Assuming Leader_et_al is the local path of the repository we need to load the script files:
source("scripts/figures_main.R")`
The above referenced dropbox link will download automatically to a new /data/ directory. Additional data files necessary to reproduce the plots will also download.
Figure will be generated in a new directory:
- output/figures/
- Figure S1A: This panel is generated during clustering, in the call to cluster() in the run_clustering.R script
- Figures S1B, S1C: Functions to generate these plots are in the figure_s1bc.R script, but specific reproduction of these panels in the figures_main.R script has not yet been implemented.
- Figures 7E, F and S7C, D requires downloading additional TCGA expression and mutation data.
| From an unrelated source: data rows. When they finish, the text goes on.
impl Settings {
    /// Read API keys and directories from the process environment.
    ///
    /// Callers load `.env` first if they want it honored.
    pub fn from_env() -> Self {
        let var = |name: &str| std::env::var(name).ok().filter(|v| !v.trim().is_empty());
        let defaults = Self::default();
        Self {
            anthropic_api_key: var("ANTHROPIC_API_KEY"),
            openai_api_key: var("OPENAI_API_KEY"),
            data_dir: var("SAGA_DATA_DIR")
                .map(PathBuf::from)
                .unwrap_or(defaults.data_dir),
            config_dir: var("SAGA_CONFIG_DIR")
                .map(PathBuf::from)
                .unwrap_or(defaults.config_dir),
        }
    }

    pub fn with_data_dir(mut self, dir: impl Into<PathBuf>) -> Self {
        self.data_dir = dir.into();
        self
    }

    pub fn with_config_dir(mut self, dir: impl Into<PathBuf>) -> Self {
        self.config_dir = dir.into();
        self
    }

    /// `data/memory`: story state, backups and the vector index.
    pub fn memory_dir(&self) -> PathBuf {
        self.data_dir.join("memory")
    }

    /// `data/chapters`: one markdown file per chapter.
    pub fn chapters_dir(&self) -> PathBuf {
        self.data_dir.join("chapters")
    }

    pub fn api_key(&self, provider: Provider) -> Option<&str> {
        match provider {
            Provider::Anthropic => self.anthropic_api_key.as_deref(),
            Provider::OpenAi => self.openai_api_key.as_deref(),
        }
    }
}

/// Load and parse `<config_dir>/<name>.yaml`.
pub fn load_yaml<T: DeserializeOwned>(config_dir: &Path, name: &str) -> Result<T, ConfigError> {
    let path = config_dir.join(format!("{name}.yaml"));
    if !path.exists() {
        return Err(ConfigError::NotFound(path));
    }
    let content = std::fs::read_to_string(&path).map_err(|source| ConfigError::Io {
        path: path.clone(),
        source,
    })?;
    serde_yaml::from_str(&content).map_err(|source| ConfigError::Yaml { path, source })
}

// ============================================================================
// llm_config.yaml
// ============================================================================

/// Model settings for one provider.
#[derive(Debug, Clone, PartialEq, Serialize, Deserialize)]
pub struct ProviderConfig {
    pub model: String,
    #[serde(default = "default_max_tokens")]
    pub max_tokens: usize,
    #[serde(default = "default_temperature")]
    pub temperature: f32,
}

fn default_max_tokens() -> usize {
    4096
}

fn default_temperature() -> f32 {
    0.8
}

impl ProviderConfig {
    fn with_model(model: &str) -> Self {
        Self {
            model: model.to_string(),
            max_tokens: default_max_tokens(),
            temperature: default_temperature(),
        }
    }

    fn defaults(&self) -> Defaults {
        Defaults {
            max_tokens: self.max_tokens,
            temperature: self.temperature,
        }
    }
}

/// Retry and timeout behaviour for generation calls.
#[derive(Debug, Clone, PartialEq, Serialize, Deserialize)]
pub struct GenerationConfig {
    /// Total attempts per call, including the first.
    #[serde(default = "default_max_retries")]
    pub max_retries: usize,
    /// Per-request timeout in seconds.
    #[serde(default = "default_timeout")]
    pub timeout: u64,
}

fn default_max_retries() -> usize {
    3
}

fn default_timeout() -> u64 {
    120
}

impl Default for GenerationConfig {
    fn default() -> Self {
        Self {
            max_retries: default_max_retries(),
            timeout: default_timeout(),
        }
    }
}

#[derive(Debug, Clone, Copy, PartialEq, Eq, Default, Serialize, Deserialize)]
#[serde(rename_all = "lowercase")]
pub enum EmbeddingBackend {
    #[default]
    Hashing,
    #[serde(alias = "open_ai")]
    OpenAi,
}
The script figure_7ef_s7cd.R performs all downloading and analysis but is not implemented inline with figures_main.R because the downloading step is time- and memory-intensive and sometimes quits unexpectedly.
- Figures 7G-J and S7E-H analyze data from the POPLAR trial from Genentech but is not publically available at the time of our publication.
Tested on linux LSF HPC. Due to lack of support of some of the depdendencies, the script cannot run on macOS or Windows.
- R
- R packages:
- Matrix
- Matrix.utils
- gplots
- seriation
- tglkmeans
- scDissector
- Downloaded and unzipped version of this repository on a local path.
Running the scripts in R Assuming Leader_et_al/ is the local path of the repository, the following script will run the clustering distributedly on LSF:
source("scripts/clustering/run_clustering.r")
Note: Each run of the clustering might produce slightly different results due to different random seeds.